::: Recorded information :::

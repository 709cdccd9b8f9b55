use crate::acl::{AclTable, ClientGroup};
use crate::error::{LoadError, RowIssue};
use crate::snapshot::ConfigSnapshot;
use crate::source::Source;
use crate::zones::{normalize, GroupZones, RecordKind, ZoneEntry, ZoneTable};
use ipnet::IpNet;
use serde::Deserialize;
use std::collections::HashMap;
use std::time::Duration;
use tracing::{debug, warn};

#[derive(Debug, Deserialize)]
pub struct RawClientGroup {
    pub name: String,
    #[serde(default, alias = "prefix_list")]
    pub prefixes: Vec<String>,
}

#[derive(Debug, Deserialize)]
pub struct RawRecordGroup {
    pub name: String,
    #[serde(default)]
    pub records: Vec<RawRecord>,
}

/// Every field is optional here: a bad row must be skipped, not fail the
/// whole document.
#[derive(Debug, Deserialize)]
pub struct RawRecord {
    #[serde(default)]
    pub name: String,
    #[serde(default)]
    pub ttl: serde_yaml::Value,
    #[serde(default, rename = "type")]
    pub typ: String,
    #[serde(default)]
    pub value: String,
}

impl RawRecord {
    /// Missing ttl is 0; anything that is not an integer in u32 range is `None`.
    fn ttl(&self) -> Option<u32> {
        match &self.ttl {
            serde_yaml::Value::Null => Some(0),
            serde_yaml::Value::Number(n) => n.as_u64().and_then(|v| u32::try_from(v).ok()),
            serde_yaml::Value::String(s) => s.trim().parse().ok(),
            _ => None,
        }
    }
}

/// A successfully built snapshot plus the rows that were skipped on the way.
#[derive(Debug)]
pub struct LoadReport {
    pub snapshot: ConfigSnapshot,
    pub issues: Vec<RowIssue>,
}

/// Fetches and parses both documents into a `ConfigSnapshot`.
#[derive(Debug, Clone)]
pub struct Loader {
    clients: Source,
    records: Source,
    fetch_timeout: Duration,
}

impl Loader {
    pub fn new(clients: Source, records: Source, fetch_timeout: Duration) -> Self {
        Self {
            clients,
            records,
            fetch_timeout,
        }
    }

    pub fn clients(&self) -> &Source {
        &self.clients
    }

    pub fn records(&self) -> &Source {
        &self.records
    }

    pub async fn load(&self) -> Result<LoadReport, LoadError> {
        let (clients_txt, records_txt) = tokio::try_join!(
            self.clients.fetch(self.fetch_timeout),
            self.records.fetch(self.fetch_timeout),
        )?;

        let raw_clients: Vec<RawClientGroup> = parse_document(&self.clients, &clients_txt)?;
        let raw_records: Vec<RawRecordGroup> = parse_document(&self.records, &records_txt)?;

        let report = build_snapshot(raw_clients, raw_records);
        for issue in &report.issues {
            warn!(%issue, "fila ignorada");
        }
        debug!(
            groups = report.snapshot.acl.len(),
            zone_groups = report.snapshot.zones.group_count(),
            entries = report.snapshot.zones.entry_count(),
            skipped = report.issues.len(),
            "configuración de vistas cargada"
        );
        Ok(report)
    }
}

/// Documents are YAML; JSON bodies parse through the same path.
pub fn parse_document<T>(source: &Source, text: &str) -> Result<Vec<T>, LoadError>
where
    T: for<'de> Deserialize<'de>,
{
    if text.trim().is_empty() {
        return Err(LoadError::ConfigParse {
            source_name: source.to_string(),
            detail: "documento vacío".to_string(),
        });
    }
    serde_yaml::from_str(text).map_err(|e| LoadError::ConfigParse {
        source_name: source.to_string(),
        detail: e.to_string(),
    })
}

pub fn build_snapshot(clients: Vec<RawClientGroup>, records: Vec<RawRecordGroup>) -> LoadReport {
    let mut issues = Vec::new();
    let acl = build_acl(clients, &mut issues);
    let zones = build_zones(records, &mut issues);
    LoadReport {
        snapshot: ConfigSnapshot::new(acl, zones),
        issues,
    }
}

fn build_acl(raw: Vec<RawClientGroup>, issues: &mut Vec<RowIssue>) -> AclTable {
    let mut groups = Vec::with_capacity(raw.len());
    for client in raw {
        let mut nets = Vec::with_capacity(client.prefixes.len());
        for p in &client.prefixes {
            match p.trim().parse::<IpNet>() {
                // 10.0.0.5/8 se trata como 10.0.0.0/8
                Ok(n) => nets.push(n.trunc()),
                Err(e) => issues.push(RowIssue::InvalidCidr {
                    group: client.name.clone(),
                    prefix: p.clone(),
                    detail: e.to_string(),
                }),
            }
        }
        groups.push(ClientGroup::new(client.name, nets));
    }
    AclTable::new(groups)
}

fn build_zones(raw: Vec<RawRecordGroup>, issues: &mut Vec<RowIssue>) -> ZoneTable {
    let mut by_group: HashMap<String, GroupZones> = HashMap::new();
    for group in raw {
        let zones = by_group.entry(group.name.clone()).or_default();
        for rr in group.records {
            if rr.name.trim().is_empty() {
                issues.push(RowIssue::MissingField {
                    group: group.name.clone(),
                    name: rr.name,
                    field: "name",
                });
                continue;
            }
            let Some(kind) = RecordKind::parse(&rr.typ) else {
                issues.push(RowIssue::UnknownRecordType {
                    group: group.name.clone(),
                    name: rr.name,
                    kind: rr.typ,
                });
                continue;
            };
            let Some(ttl) = rr.ttl() else {
                issues.push(RowIssue::InvalidTtl {
                    group: group.name.clone(),
                    name: rr.name,
                    ttl: format!("{:?}", rr.ttl),
                });
                continue;
            };
            if rr.value.trim().is_empty() {
                issues.push(RowIssue::MissingField {
                    group: group.name.clone(),
                    name: rr.name,
                    field: "value",
                });
                continue;
            }
            zones.insert(ZoneEntry {
                name: normalize(&rr.name),
                ttl,
                kind,
                value: normalize(&rr.value),
            });
        }
    }

    let mut table = ZoneTable::new();
    for (name, zones) in by_group {
        table.insert_group(&name, zones);
    }
    table
}

#[cfg(test)]
mod tests {
    use super::*;
    use crate::zones::MatchMode;
    use std::path::PathBuf;

    fn src() -> Source {
        Source::File(PathBuf::from("test.yaml"))
    }

    #[test]
    fn bad_rows_are_skipped_not_fatal() {
        let clients: Vec<RawClientGroup> = parse_document(
            &src(),
            r#"
- name: internal
  prefixes: ["100.64.0.0/10", "not-a-cidr", "10.0.0.0/8"]
"#,
        )
        .unwrap();
        let records: Vec<RawRecordGroup> = parse_document(
            &src(),
            r#"
- name: internal
  records:
    - { name: db.example.internal, ttl: 60, type: CNAME, value: db-dc1.example.internal }
    - { name: mx.example.internal, ttl: 60, type: MX, value: mail.example.internal }
    - { name: web.example.internal, ttl: 30, type: cname, value: WEB-DC1.example.internal. }
"#,
        )
        .unwrap();

        let report = build_snapshot(clients, records);
        assert_eq!(report.issues.len(), 2);

        let snap = report.snapshot;
        assert_eq!(snap.acl.groups()[0].prefixes().len(), 2);
        let zones = snap.zones.group("internal").unwrap();
        assert_eq!(zones.len(), 2);
        assert_eq!(
            zones.lookup("web.example.internal.", MatchMode::Exact).unwrap().value,
            "web-dc1.example.internal."
        );
    }

    #[test]
    fn rows_with_missing_or_out_of_range_fields_are_skipped() {
        let records: Vec<RawRecordGroup> = parse_document(
            &src(),
            r#"
- name: internal
  records:
    - { name: db.example.internal, ttl: 60, type: CNAME, value: db-dc1.example.internal }
    - { name: notype.example.internal, ttl: 60, value: x.example.internal }
    - { name: bigttl.example.internal, ttl: 4294967296, type: CNAME, value: x.example.internal }
    - { name: negttl.example.internal, ttl: -5, type: CNAME, value: x.example.internal }
    - { name: novalue.example.internal, ttl: 60, type: CNAME }
    - { ttl: 60, type: CNAME, value: x.example.internal }
    - { name: nottl.example.internal, type: CNAME, value: y.example.internal }
"#,
        )
        .unwrap();

        let report = build_snapshot(vec![], records);
        assert_eq!(report.issues.len(), 5);
        assert!(report.issues.contains(&RowIssue::UnknownRecordType {
            group: "internal".into(),
            name: "notype.example.internal".into(),
            kind: String::new(),
        }));
        assert!(report
            .issues
            .iter()
            .any(|i| matches!(i, RowIssue::InvalidTtl { name, .. } if name == "bigttl.example.internal")));

        let zones = report.snapshot.zones.group("internal").unwrap();
        assert_eq!(zones.len(), 2);
        assert_eq!(zones.lookup("db.example.internal.", MatchMode::Exact).unwrap().ttl, 60);
        assert_eq!(zones.lookup("nottl.example.internal.", MatchMode::Exact).unwrap().ttl, 0);
    }

    #[test]
    fn accepts_legacy_prefix_list_and_json() {
        let clients: Vec<RawClientGroup> = parse_document(
            &src(),
            r#"[{"name": "dc1", "prefix_list": ["192.0.2.0/24"]}]"#,
        )
        .unwrap();
        assert_eq!(clients[0].prefixes, vec!["192.0.2.0/24".to_string()]);
    }

    #[test]
    fn structural_errors_fail_the_batch() {
        let r: Result<Vec<RawClientGroup>, _> = parse_document(&src(), "name: [unclosed");
        assert!(matches!(r, Err(LoadError::ConfigParse { .. })));

        let r: Result<Vec<RawClientGroup>, _> = parse_document(&src(), "  \n");
        assert!(matches!(r, Err(LoadError::ConfigParse { .. })));
    }
}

:::

◆ What is needed ◆
Every line above from the line with "use std::path::PathBuf;" to the line with "let snap = report.snapshot;" is wanted, ends included; write them out exactly and add no other line.

◆ Task output ◆
    use std::path::PathBuf;

    fn src() -> Source {
        Source::File(PathBuf::from("test.yaml"))
    }

    #[test]
    fn bad_rows_are_skipped_not_fatal() {
        let clients: Vec<RawClientGroup> = parse_document(
            &src(),
            r#"
- name: internal
  prefixes: ["100.64.0.0/10", "not-a-cidr", "10.0.0.0/8"]
"#,
        )
        .unwrap();
        let records: Vec<RawRecordGroup> = parse_document(
            &src(),
            r#"
- name: internal
  records:
    - { name: db.example.internal, ttl: 60, type: CNAME, value: db-dc1.example.internal }
    - { name: mx.example.internal, ttl: 60, type: MX, value: mail.example.internal }
    - { name: web.example.internal, ttl: 30, type: cname, value: WEB-DC1.example.internal. }
"#,
        )
        .unwrap();

        let report = build_snapshot(clients, records);
        assert_eq!(report.issues.len(), 2);

        let snap = report.snapshot;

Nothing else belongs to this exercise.